[Opening Input for this task section]

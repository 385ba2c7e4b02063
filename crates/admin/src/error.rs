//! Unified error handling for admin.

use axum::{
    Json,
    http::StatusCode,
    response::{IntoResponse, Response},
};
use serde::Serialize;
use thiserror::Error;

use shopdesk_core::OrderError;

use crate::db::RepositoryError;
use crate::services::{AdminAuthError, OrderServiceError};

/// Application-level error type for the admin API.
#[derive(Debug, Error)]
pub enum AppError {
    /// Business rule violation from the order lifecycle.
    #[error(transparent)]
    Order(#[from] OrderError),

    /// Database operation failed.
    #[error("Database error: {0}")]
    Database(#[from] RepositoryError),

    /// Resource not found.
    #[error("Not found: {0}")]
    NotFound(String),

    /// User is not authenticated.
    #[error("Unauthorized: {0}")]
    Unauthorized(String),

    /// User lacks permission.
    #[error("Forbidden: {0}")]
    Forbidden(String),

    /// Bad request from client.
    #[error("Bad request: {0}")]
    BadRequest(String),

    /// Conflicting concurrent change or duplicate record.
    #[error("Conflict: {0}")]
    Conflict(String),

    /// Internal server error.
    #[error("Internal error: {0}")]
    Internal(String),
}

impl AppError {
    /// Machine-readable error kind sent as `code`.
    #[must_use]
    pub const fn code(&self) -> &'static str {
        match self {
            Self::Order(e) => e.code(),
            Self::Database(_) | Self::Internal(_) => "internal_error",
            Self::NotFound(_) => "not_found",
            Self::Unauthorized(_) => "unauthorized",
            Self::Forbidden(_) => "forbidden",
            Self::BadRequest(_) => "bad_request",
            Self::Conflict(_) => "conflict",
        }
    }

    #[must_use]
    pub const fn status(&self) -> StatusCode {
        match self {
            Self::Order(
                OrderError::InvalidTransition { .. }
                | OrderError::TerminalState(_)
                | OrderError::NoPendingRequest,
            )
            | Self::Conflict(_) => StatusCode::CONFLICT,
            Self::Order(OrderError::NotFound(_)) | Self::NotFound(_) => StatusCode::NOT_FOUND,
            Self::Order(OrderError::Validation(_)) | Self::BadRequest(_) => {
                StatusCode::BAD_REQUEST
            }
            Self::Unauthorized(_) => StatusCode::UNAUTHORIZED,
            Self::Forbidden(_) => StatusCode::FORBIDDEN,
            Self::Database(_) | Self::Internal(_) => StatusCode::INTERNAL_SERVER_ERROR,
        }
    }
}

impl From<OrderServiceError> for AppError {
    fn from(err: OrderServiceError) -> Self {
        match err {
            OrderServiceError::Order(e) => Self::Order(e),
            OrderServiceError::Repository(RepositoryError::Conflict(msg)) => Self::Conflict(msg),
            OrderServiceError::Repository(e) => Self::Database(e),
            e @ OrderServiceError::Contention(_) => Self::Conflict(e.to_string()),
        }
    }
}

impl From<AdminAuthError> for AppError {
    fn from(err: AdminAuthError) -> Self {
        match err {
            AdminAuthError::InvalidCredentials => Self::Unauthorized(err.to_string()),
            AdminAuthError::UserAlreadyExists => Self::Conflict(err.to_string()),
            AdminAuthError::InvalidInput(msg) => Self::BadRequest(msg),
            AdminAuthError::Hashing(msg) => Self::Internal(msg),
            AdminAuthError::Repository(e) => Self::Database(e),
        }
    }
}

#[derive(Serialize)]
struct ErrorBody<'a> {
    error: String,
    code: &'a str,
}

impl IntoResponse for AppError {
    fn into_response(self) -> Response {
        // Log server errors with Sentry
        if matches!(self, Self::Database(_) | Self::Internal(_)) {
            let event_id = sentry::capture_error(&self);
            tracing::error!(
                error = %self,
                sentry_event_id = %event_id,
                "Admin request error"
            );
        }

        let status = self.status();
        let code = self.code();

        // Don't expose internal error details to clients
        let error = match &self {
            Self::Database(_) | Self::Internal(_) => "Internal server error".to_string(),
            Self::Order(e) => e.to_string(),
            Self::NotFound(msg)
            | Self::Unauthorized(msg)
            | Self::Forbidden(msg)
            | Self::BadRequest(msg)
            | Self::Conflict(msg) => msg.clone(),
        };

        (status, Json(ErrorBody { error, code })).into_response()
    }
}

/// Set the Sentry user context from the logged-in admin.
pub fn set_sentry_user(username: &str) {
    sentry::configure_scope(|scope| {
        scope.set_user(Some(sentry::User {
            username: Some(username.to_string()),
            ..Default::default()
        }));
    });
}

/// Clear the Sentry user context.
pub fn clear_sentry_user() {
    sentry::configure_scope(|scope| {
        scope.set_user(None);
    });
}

[Closing Input for this task section]
[Opening Input for this task section]

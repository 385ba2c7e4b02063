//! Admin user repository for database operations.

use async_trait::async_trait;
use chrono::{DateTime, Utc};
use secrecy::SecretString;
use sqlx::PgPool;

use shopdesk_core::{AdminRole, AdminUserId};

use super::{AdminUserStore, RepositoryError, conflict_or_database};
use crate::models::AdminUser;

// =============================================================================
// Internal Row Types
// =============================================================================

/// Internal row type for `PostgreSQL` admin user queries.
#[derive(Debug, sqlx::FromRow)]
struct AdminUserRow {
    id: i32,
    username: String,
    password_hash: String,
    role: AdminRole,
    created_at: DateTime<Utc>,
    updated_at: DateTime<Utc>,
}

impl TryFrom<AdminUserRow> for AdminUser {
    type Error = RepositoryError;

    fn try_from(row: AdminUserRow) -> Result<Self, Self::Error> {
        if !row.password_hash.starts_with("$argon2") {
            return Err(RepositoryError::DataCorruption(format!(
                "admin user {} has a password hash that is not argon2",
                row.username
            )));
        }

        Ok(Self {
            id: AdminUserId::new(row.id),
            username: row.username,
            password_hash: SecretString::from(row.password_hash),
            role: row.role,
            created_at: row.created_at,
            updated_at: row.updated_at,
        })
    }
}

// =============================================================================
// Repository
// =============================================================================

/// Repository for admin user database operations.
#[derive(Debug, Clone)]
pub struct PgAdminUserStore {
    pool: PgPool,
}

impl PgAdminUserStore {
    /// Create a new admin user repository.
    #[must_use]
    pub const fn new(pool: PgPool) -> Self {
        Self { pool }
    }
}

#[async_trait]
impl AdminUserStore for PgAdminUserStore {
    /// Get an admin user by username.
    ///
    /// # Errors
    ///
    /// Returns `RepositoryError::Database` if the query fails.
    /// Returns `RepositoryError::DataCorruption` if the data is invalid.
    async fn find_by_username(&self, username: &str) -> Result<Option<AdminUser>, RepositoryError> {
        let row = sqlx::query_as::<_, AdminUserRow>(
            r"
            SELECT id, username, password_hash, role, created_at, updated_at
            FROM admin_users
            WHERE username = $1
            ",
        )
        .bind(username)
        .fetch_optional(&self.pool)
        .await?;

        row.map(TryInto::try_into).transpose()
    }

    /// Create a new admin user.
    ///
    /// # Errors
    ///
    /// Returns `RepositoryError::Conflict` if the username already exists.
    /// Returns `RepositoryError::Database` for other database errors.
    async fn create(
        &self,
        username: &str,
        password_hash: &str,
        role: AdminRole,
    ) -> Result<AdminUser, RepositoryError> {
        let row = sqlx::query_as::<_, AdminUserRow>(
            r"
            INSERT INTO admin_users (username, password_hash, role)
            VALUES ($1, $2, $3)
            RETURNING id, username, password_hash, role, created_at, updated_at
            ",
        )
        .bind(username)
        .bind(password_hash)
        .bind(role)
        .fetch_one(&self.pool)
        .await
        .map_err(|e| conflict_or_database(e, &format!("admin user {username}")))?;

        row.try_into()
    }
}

[Closing Input for this task section]

> _Brief_: Pick each line holding "scope" out of the entries above and return it.

> _Output for this exercise_:
    sentry::configure_scope(|scope| {
        scope.set_user(Some(sentry::User {
    sentry::configure_scope(|scope| {
        scope.set_user(None);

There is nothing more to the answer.